**What you need to do**. Only the count is wanted here: how many lines of the entries hold the string "infrastructure"?

Collected data:
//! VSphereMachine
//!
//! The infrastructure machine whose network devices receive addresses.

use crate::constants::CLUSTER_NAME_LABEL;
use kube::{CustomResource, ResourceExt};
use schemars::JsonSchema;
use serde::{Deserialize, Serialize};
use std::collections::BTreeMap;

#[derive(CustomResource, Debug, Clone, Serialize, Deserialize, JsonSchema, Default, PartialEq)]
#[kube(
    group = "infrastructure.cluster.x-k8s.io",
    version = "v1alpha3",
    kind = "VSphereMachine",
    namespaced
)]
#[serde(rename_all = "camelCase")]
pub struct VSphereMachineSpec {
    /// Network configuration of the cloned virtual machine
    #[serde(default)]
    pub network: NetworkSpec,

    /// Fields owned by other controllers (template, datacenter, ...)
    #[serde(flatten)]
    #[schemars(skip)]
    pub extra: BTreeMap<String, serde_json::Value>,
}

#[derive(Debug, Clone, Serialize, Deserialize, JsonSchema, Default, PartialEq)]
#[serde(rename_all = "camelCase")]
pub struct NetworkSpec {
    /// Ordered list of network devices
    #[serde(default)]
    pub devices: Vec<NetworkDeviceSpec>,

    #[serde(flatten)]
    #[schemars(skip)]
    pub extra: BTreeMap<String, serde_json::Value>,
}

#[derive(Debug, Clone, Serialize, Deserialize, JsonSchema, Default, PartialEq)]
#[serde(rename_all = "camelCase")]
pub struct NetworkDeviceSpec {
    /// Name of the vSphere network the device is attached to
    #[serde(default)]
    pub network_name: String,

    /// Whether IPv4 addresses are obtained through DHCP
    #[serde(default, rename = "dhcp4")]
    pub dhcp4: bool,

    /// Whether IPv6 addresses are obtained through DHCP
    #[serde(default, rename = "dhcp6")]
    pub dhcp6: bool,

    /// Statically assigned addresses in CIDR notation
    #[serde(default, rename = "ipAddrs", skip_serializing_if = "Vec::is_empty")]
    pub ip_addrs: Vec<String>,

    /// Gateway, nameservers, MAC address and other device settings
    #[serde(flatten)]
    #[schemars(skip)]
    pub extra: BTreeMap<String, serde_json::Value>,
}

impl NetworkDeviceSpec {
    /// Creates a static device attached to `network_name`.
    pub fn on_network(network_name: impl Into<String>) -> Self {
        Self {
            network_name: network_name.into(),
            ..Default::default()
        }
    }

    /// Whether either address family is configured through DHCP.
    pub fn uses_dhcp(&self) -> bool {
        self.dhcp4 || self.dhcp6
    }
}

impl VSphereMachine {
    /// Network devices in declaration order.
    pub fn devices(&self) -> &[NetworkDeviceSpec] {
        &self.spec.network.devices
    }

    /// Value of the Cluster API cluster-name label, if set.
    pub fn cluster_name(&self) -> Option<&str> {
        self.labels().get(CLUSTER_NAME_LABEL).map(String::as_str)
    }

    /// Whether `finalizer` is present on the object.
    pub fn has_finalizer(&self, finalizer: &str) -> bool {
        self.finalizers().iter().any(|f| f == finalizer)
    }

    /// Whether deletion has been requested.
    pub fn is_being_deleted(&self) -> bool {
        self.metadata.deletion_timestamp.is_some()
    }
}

**Result**. 2